What the exercise asks
Using the data that follows, return exactly the lines from the one that contains "fn as_any(&self) -> &dyn Any;" through the one that contains "pub const SETTINGS_PREFIX: &str", ends included.

Data supplied
____

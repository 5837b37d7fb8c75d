//! Service and command ports
//!
//! The two capabilities a configured class can expose. `Service` instances
//! are process-lifetime singletons built lazily by the service registry;
//! `Command` instances are built eagerly at bootstrap and handed to the
//! console runner.

use std::any::Any;

use crate::error::Result;

/// A named, lazily constructed, process-lifetime singleton object
///
/// Concrete services downcast through [`Service::as_any`] when a collaborator
/// needs the concrete type back out of an `Arc<dyn Service>`.
pub trait Service: Any + Send + Sync {
    /// Upcast to [`Any`] for downcasting to the concrete type
    fn as_any(&self) -> &dyn Any;
}

/// The execute capability required of every registered command
///
/// The console runner dispatches CLI invocations to these objects; the
/// returned integer becomes the process exit code.
pub trait Command: Send + Sync {
    /// Name the runner dispatches on (first CLI argument)
    fn name(&self) -> &str;

    /// One-line description shown in the command list
    fn description(&self) -> &str {
        ""
    }

    /// Run the command with the remaining CLI arguments
    fn execute(&self, args: &[String]) -> Result<i32>;
}
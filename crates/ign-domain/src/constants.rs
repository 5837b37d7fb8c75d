//! Well-known names shared across the bootstrap phases

/// Event fired once all bootstrap phases have completed successfully.
pub const BOOTSTRAP_SUCCESSFUL_EVENT: &str = "bootstrap.successful";

/// Listener method used when an event listener definition names none.
pub const DEFAULT_LISTENER_METHOD: &str = "handle_event";

/// Prefix under which the settings document is flattened into parameters.
pub const SETTINGS_PREFIX: &str = "settings";

/// First character of a service reference argument (`@service.id`).
pub const SERVICE_REF_PREFIX: char = '@';

/// Delimiter of a parameter reference argument (`%dotted.key%`).
pub const PARAMETER_REF_DELIMITER: char = '%';
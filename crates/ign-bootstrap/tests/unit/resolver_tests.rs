//! Argument resolution: literals, `%` parameters, `@` services, failures

use ign_domain::{ConfigValue, Error};

use crate::fixtures::{Harness, def, yaml};

#[test]
fn plain_values_pass_through_unchanged() {
    let harness = Harness::new();
    let resolver = harness.resolver();

    let raw = vec![
        ConfigValue::from("plain"),
        ConfigValue::from(42),
        yaml("[x, y]"),
        ConfigValue::from(""),
        ConfigValue::Null,
    ];
    let resolved = resolver.resolve(&raw).unwrap();

    assert_eq!(resolved[0].as_str(), Some("plain"));
    assert_eq!(resolved[1].as_integer(), Some(42));
    assert_eq!(
        resolved[2].as_value().and_then(ConfigValue::as_list).map(<[_]>::len),
        Some(2)
    );
    assert_eq!(resolved[3].as_str(), Some(""));
    assert!(resolved[4].as_value().unwrap().is_null());
}

#[test]
fn lists_are_never_interpreted_as_references() {
    let harness = Harness::new();
    let resolver = harness.resolver();

    // entries that would be references as bare strings
    let raw = vec![yaml("[\"@service\", \"%param%\"]")];
    let resolved = resolver.resolve(&raw).unwrap();

    let list = resolved[0].as_value().unwrap().as_list().unwrap();
    assert_eq!(list[0].as_str(), Some("@service"));
    assert_eq!(list[1].as_str(), Some("%param%"));
}

#[test]
fn parameter_reference_resolves_by_dotted_key() {
    let mut harness = Harness::new();
    harness
        .params
        .load("a", yaml("b: 7").as_mapping().unwrap())
        .unwrap();
    let resolver = harness.resolver();

    let resolved = resolver.resolve_one(&ConfigValue::from("%a.b%")).unwrap();
    assert_eq!(resolved.as_integer(), Some(7));
}

#[test]
fn service_reference_resolves_to_the_singleton() {
    let mut harness = Harness::new();
    harness.services.define("foo", def("recorder", vec![])).unwrap();
    let resolver = harness.resolver();

    let first = resolver.resolve_one(&ConfigValue::from("@foo")).unwrap();
    let second = resolver.resolve_one(&ConfigValue::from("@foo")).unwrap();

    let first = first.as_service().unwrap();
    let second = second.as_service().unwrap();
    assert!(first.same_instance(second));
    assert_eq!(first.class_name(), "recorder");
}

#[test]
fn unknown_parameter_is_a_resolution_error() {
    let harness = Harness::new();
    let resolver = harness.resolver();

    let err = resolver
        .resolve_one(&ConfigValue::from("%missing.key%"))
        .unwrap_err();
    assert!(matches!(err, Error::Resolution { .. }), "got {err:?}");
}

#[test]
fn malformed_parameter_reference_is_rejected() {
    let harness = Harness::new();
    let resolver = harness.resolver();

    for raw in ["%unclosed", "%", "%%"] {
        let err = resolver.resolve_one(&ConfigValue::from(raw)).unwrap_err();
        assert!(matches!(err, Error::Resolution { .. }), "'{raw}' gave {err:?}");
    }
}

#[test]
fn unknown_service_is_fatal() {
    let harness = Harness::new();
    let resolver = harness.resolver();

    let err = resolver
        .resolve_one(&ConfigValue::from("@no.such.service"))
        .unwrap_err();
    assert!(err.to_string().contains("no.such.service"));
}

____

Expected output
    fn as_any(&self) -> &dyn Any;
}

/// The execute capability required of every registered command
///
/// The console runner dispatches CLI invocations to these objects; the
/// returned integer becomes the process exit code.
pub trait Command: Send + Sync {
    /// Name the runner dispatches on (first CLI argument)
    fn name(&self) -> &str;

    /// One-line description shown in the command list
    fn description(&self) -> &str {
        ""
    }

    /// Run the command with the remaining CLI arguments
    fn execute(&self, args: &[String]) -> Result<i32>;
}
filename crates/ign-domain/src/constants.rs
repository 5837b37d7fb8c75d
//! Well-known names shared across the bootstrap phases

/// Event fired once all bootstrap phases have completed successfully.
pub const BOOTSTRAP_SUCCESSFUL_EVENT: &str = "bootstrap.successful";

/// Listener method used when an event listener definition names none.
pub const DEFAULT_LISTENER_METHOD: &str = "handle_event";

/// Prefix under which the settings document is flattened into parameters.
pub const SETTINGS_PREFIX: &str = "settings";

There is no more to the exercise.